Home-page: https://github.com/tsailabSJ/changeseq
Author: Shengdar Q Tsai, Martin Aryee, Ved V Topkar, Jose Malagon-Lopez
Author-email: STSAI4@mgh.harvard.edu, Aryee.Martin@mgh.harvard.edu, vedtopkar@gmail.com, jose.lopez@mail.harvard.edu
License: LICENSE
Description: 
        [![Version][version-shield]][version-url]
        [![Python versions][python-shield]][python-url]
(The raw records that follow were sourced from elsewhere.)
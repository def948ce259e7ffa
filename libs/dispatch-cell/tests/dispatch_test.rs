use std::sync::Arc;

use axum::{
    body::Body,
    http::{header, Method, Request, StatusCode},
};
use rusqlite::Connection;
use serde_json::json;
use tower::ServiceExt;

use dispatch_cell::router::dispatch_routes;
use shared_database::sqlite::apply_schema;
use shared_database::SqliteStore;
use shared_models::DoctorId;
use shared_utils::test_utils::{json_request, read_json, test_state, test_state_with_store, TestForms};
use statistics_cell::services::RatingAggregator;

fn form_request(body: &str) -> Request<Body> {
    Request::builder()
        .method(Method::POST)
        .uri("/form")
        .header(header::CONTENT_TYPE, "application/x-www-form-urlencoded")
        .body(Body::from(body.to_string()))
        .unwrap()
}

fn booking(phone: &str) -> serde_json::Value {
    let mut form = TestForms::booking("Ali", phone, "9\u{2013}10", "Dr. Ahsan Khan");
    form["action"] = json!("book");
    form
}

#[tokio::test]
async fn test_booking_creates_patient_and_active_appointment() {
    let state = test_state();
    let app = dispatch_routes(state.clone());

    let response = app
        .oneshot(json_request(Method::POST, "/", &booking("03001234567")))
        .await
        .unwrap();

    assert_eq!(response.status(), StatusCode::OK);
    let body = read_json(response).await;
    assert_eq!(body["status"], "success");
    assert!(body["message"].as_str().unwrap().contains("Dr. Ahsan Khan"));

    assert_eq!(state.store.count_patients().await.unwrap(), 1);
    let appointments = state.store.list_appointments().await.unwrap();
    assert_eq!(appointments.len(), 1);
    assert!(appointments[0].active);
    assert_eq!(appointments[0].doctor_id.as_str(), "ahsan-khan");
    assert_eq!(appointments[0].time.short_label(), "9-10");
}

#[tokio::test]
async fn test_invalid_phone_preserves_input_and_writes_nothing() {
    let state = test_state();
    let app = dispatch_routes(state.clone());

    let response = app
        .oneshot(json_request(Method::POST, "/", &booking("12345")))
        .await
        .unwrap();

    assert_eq!(response.status(), StatusCode::UNPROCESSABLE_ENTITY);
    let body = read_json(response).await;
    assert_eq!(body["status"], "error");
    assert_eq!(body["preserved_input"]["phone"], "12345");
    assert_eq!(body["preserved_input"]["name"], "Ali");

    assert_eq!(state.store.count_patients().await.unwrap(), 0);
    assert!(state.store.list_appointments().await.unwrap().is_empty());
}

#[tokio::test]
async fn test_review_updates_the_doctor_rating() {
    let state = test_state();
    let app = dispatch_routes(state.clone());
    let ratings = RatingAggregator::new(state.store.clone(), state.directory.clone());
    let sara = state.directory.get(&DoctorId::new("sara-malik").unwrap()).unwrap().clone();

    let mut first = TestForms::review("Dr. Sara Malik", "Hina", 3);
    first["action"] = json!("review");
    app.clone()
        .oneshot(json_request(Method::POST, "/", &first))
        .await
        .unwrap();
    let before = ratings.rating_for(&sara).await.unwrap().unwrap();

    let mut review = TestForms::review("Dr. Sara Malik", "Bob", 5);
    review["action"] = json!("review");
    let response = app
        .oneshot(json_request(Method::POST, "/", &review))
        .await
        .unwrap();

    assert_eq!(response.status(), StatusCode::OK);
    let after = ratings.rating_for(&sara).await.unwrap().unwrap();
    assert_eq!(after.review_count, before.review_count + 1);
    assert_eq!(after.average_rating, 4.0);
}

#[tokio::test]
async fn test_out_of_range_rating_is_rejected() {
    let state = test_state();
    let mut review = TestForms::review("sara-malik", "Bob", 6);
    review["action"] = json!("review");

    let response = dispatch_routes(state.clone())
        .oneshot(json_request(Method::POST, "/", &review))
        .await
        .unwrap();

    assert_eq!(response.status(), StatusCode::UNPROCESSABLE_ENTITY);
    assert!(state.store.review_tallies().await.unwrap().is_empty());
}

#[tokio::test]
async fn test_cancel_twice_succeeds_and_stays_cancelled() {
    let state = test_state();
    let app = dispatch_routes(state.clone());
    app.clone()
        .oneshot(json_request(Method::POST, "/", &booking("03001234567")))
        .await
        .unwrap();
    let id = state.store.list_appointments().await.unwrap()[0].id;

    for _ in 0..2 {
        let response = app
            .clone()
            .oneshot(json_request(
                Method::POST,
                "/",
                &json!({"action": "cancel", "appointment_id": id.value()}),
            ))
            .await
            .unwrap();
        assert_eq!(response.status(), StatusCode::OK);
    }

    assert!(!state.store.get_appointment(id).await.unwrap().unwrap().active);
}

#[tokio::test]
async fn test_update_with_unknown_slot_is_rejected() {
    let state = test_state();
    let app = dispatch_routes(state.clone());
    app.clone()
        .oneshot(json_request(Method::POST, "/", &booking("03001234567")))
        .await
        .unwrap();
    let id = state.store.list_appointments().await.unwrap()[0].id;

    let response = app
        .oneshot(json_request(
            Method::POST,
            "/",
            &json!({"action": "update", "appointment_id": id.value(), "time": "12-1"}),
        ))
        .await
        .unwrap();

    assert_eq!(response.status(), StatusCode::UNPROCESSABLE_ENTITY);
    let body = read_json(response).await;
    assert!(body.get("preserved_input").is_none());
}

#[tokio::test]
async fn test_failed_booking_leaves_no_orphan_patient() {
    let conn = Connection::open_in_memory().unwrap();
    apply_schema(&conn).unwrap();
    conn.execute_batch(
        "CREATE TRIGGER reject_appointments BEFORE INSERT ON appointments
         BEGIN SELECT RAISE(ABORT, 'no appointments today'); END;",
    )
    .unwrap();
    let state = test_state_with_store(Arc::new(SqliteStore::from_connection(conn).unwrap()));

    let response = dispatch_routes(state.clone())
        .oneshot(json_request(Method::POST, "/", &booking("03001234567")))
        .await
        .unwrap();

    assert_eq!(response.status(), StatusCode::CONFLICT);
    let body = read_json(response).await;
    assert!(!body["message"].as_str().unwrap().contains("no appointments today"));
    assert_eq!(state.store.count_patients().await.unwrap(), 0);
}

#[tokio::test]
async fn test_unknown_action_is_reported_as_outcome() {
    let response = dispatch_routes(test_state())
        .oneshot(json_request(Method::POST, "/", &json!({"action": "reschedule"})))
        .await
        .unwrap();

    assert!(response.status().is_client_error());
    let body = read_json(response).await;
    assert_eq!(body["status"], "error");
}

#[tokio::test]
async fn test_legacy_form_books_when_no_marker_is_set() {
    let state = test_state();

    let response = dispatch_routes(state.clone())
        .oneshot(form_request(
            "name=Ali&phone=03001234567&time=3-4&doctor=zainab-ali&notes=",
        ))
        .await
        .unwrap();

    assert_eq!(response.status(), StatusCode::OK);
    let appointments = state.store.list_appointments().await.unwrap();
    assert_eq!(appointments.len(), 1);
    assert_eq!(appointments[0].doctor_id.as_str(), "zainab-ali");
}

#[tokio::test]
async fn test_legacy_form_rejects_two_markers() {
    let state = test_state();
    let app = dispatch_routes(state.clone());
    app.clone()
        .oneshot(json_request(Method::POST, "/", &booking("03001234567")))
        .await
        .unwrap();
    let id = state.store.list_appointments().await.unwrap()[0].id;

    let response = app
        .oneshot(form_request(&format!(
            "delete=1&cancel=1&appointment_id={}",
            id
        )))
        .await
        .unwrap();

    assert_eq!(response.status(), StatusCode::UNPROCESSABLE_ENTITY);
    let stored = state.store.get_appointment(id).await.unwrap().unwrap();
    assert!(stored.active);
}

#[tokio::test]
async fn test_legacy_review_marker_submits_review() {
    let state = test_state();

    let response = dispatch_routes(state.clone())
        .oneshot(form_request(
            "submit_review=1&doctor=Dr.+Sara+Malik&reviewer=Bob&rating=5&comment=Great",
        ))
        .await
        .unwrap();

    assert_eq!(response.status(), StatusCode::OK);
    let tallies = state.store.review_tallies().await.unwrap();
    assert_eq!(tallies.len(), 1);
    assert_eq!(tallies[0].rating_total, 5);
}
use std::sync::Arc;

use shared_database::ClinicStore;
use shared_models::DoctorDirectory;

/// Shared router state: the store handle and the doctor roster.
#[derive(Clone)]
pub struct AppState {
    pub store: Arc<dyn ClinicStore>,
    pub directory: Arc<DoctorDirectory>,
}

impl AppState {
    pub fn new(store: Arc<dyn ClinicStore>, directory: Arc<DoctorDirectory>) -> Self {
        Self { store, directory }
    }
}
        [![Platforms][platform-shield]][python-url]
        
        
        # CHANGE-seq: Circularization for High-throughput Analysis Nuclease Genome-wide Effects by Sequencing
        
        This is a repository for CHANGE-seq analytical software, which takes sample-specific paired-end FASTQ files as input and produces a list of CHANGE-seq detected off-target cleavage sites as output.
        
        # Summary
        
        This package implements a pipeline that takes in reads from the CHANGE-seq assay and returns detected cleavage sites as output. The individual pipeline steps are:
        
        1. **Merge**: Merge read1 an read2 for easier mapping to genome.
        2. **Read Alignment**: Merged paired end reads from the assay are aligned to the reference genome using the BWA-MEM algorithm with default parameters (Li. H, 2009).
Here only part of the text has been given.